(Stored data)
Start of Block
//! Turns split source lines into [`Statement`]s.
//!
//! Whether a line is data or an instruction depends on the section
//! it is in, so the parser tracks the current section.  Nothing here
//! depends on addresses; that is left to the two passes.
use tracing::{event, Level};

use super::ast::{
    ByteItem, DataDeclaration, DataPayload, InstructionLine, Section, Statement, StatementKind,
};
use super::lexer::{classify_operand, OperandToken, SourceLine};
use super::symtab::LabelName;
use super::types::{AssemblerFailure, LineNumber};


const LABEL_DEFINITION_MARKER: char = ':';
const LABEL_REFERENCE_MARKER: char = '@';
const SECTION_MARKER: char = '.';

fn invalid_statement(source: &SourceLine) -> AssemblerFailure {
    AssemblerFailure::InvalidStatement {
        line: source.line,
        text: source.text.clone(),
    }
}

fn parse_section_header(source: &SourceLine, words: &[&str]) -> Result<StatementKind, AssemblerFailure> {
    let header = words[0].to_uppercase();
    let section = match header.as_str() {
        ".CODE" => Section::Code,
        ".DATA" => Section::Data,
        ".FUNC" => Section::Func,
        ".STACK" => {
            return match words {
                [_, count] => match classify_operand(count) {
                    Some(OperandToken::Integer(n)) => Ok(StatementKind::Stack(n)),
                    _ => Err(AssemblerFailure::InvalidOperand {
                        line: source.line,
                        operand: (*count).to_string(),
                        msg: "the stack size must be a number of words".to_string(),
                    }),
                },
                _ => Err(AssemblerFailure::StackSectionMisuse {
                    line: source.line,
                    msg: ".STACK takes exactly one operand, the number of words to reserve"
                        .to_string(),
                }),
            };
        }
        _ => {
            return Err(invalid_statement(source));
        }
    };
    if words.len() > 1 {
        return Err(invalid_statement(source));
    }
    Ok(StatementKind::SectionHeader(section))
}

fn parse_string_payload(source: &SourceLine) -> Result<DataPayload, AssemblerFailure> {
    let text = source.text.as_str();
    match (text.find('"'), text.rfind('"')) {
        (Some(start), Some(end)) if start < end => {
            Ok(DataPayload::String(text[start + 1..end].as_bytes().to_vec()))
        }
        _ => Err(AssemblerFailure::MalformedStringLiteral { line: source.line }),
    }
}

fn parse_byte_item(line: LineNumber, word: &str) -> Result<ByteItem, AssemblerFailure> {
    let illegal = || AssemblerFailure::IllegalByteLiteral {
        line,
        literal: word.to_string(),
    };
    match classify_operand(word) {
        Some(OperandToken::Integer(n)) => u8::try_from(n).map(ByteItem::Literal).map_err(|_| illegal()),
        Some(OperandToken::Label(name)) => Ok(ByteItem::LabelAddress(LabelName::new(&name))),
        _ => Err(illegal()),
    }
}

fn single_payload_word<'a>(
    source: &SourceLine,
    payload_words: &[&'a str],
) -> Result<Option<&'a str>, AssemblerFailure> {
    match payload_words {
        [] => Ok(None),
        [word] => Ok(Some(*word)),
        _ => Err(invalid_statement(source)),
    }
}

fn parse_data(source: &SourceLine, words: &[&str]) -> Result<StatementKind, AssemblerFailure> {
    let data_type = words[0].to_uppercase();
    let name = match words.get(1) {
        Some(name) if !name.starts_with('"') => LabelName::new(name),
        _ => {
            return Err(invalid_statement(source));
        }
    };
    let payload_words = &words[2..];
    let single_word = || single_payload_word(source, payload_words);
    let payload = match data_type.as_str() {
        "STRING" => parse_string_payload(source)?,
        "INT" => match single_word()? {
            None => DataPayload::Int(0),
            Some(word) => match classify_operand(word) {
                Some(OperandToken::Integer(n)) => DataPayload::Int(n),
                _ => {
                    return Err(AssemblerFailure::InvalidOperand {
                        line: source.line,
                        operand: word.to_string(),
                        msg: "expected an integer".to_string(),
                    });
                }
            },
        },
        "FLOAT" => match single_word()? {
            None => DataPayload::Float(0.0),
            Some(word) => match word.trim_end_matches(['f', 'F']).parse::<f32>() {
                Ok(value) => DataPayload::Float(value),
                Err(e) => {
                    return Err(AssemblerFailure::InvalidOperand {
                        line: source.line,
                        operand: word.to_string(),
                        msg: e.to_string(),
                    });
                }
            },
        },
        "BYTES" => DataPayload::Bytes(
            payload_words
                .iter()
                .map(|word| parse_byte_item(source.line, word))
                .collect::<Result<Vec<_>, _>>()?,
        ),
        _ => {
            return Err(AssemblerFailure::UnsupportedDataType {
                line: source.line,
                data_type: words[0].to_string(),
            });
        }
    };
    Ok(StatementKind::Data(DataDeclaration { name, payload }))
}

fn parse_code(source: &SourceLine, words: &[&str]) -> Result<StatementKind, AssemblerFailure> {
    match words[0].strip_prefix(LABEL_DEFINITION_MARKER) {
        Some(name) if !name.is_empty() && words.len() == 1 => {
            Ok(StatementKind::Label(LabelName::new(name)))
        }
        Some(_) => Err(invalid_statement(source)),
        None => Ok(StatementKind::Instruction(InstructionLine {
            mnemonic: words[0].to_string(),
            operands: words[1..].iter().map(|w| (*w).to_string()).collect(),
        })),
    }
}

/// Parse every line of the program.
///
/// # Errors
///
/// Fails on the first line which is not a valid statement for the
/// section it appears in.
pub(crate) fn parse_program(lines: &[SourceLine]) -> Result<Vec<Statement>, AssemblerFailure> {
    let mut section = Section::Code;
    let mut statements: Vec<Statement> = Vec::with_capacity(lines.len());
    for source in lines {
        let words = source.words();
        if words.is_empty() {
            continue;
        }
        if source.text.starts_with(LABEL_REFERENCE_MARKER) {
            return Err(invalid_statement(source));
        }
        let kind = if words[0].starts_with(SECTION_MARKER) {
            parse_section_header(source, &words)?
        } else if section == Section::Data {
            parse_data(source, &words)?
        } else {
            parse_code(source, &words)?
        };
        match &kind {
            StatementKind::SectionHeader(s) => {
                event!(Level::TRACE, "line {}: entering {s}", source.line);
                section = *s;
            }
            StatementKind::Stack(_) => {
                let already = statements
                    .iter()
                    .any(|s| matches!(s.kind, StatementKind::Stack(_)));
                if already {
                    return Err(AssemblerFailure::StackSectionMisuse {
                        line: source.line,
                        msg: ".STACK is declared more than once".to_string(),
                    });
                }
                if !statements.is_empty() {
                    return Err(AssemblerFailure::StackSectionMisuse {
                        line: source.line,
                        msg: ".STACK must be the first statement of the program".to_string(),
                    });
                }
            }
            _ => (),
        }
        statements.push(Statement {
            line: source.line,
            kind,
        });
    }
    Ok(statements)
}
End of Block
■ **Required work**:
If a line of the records above contains the word "Level", count it; give only the total.

■ **Answer space**:
2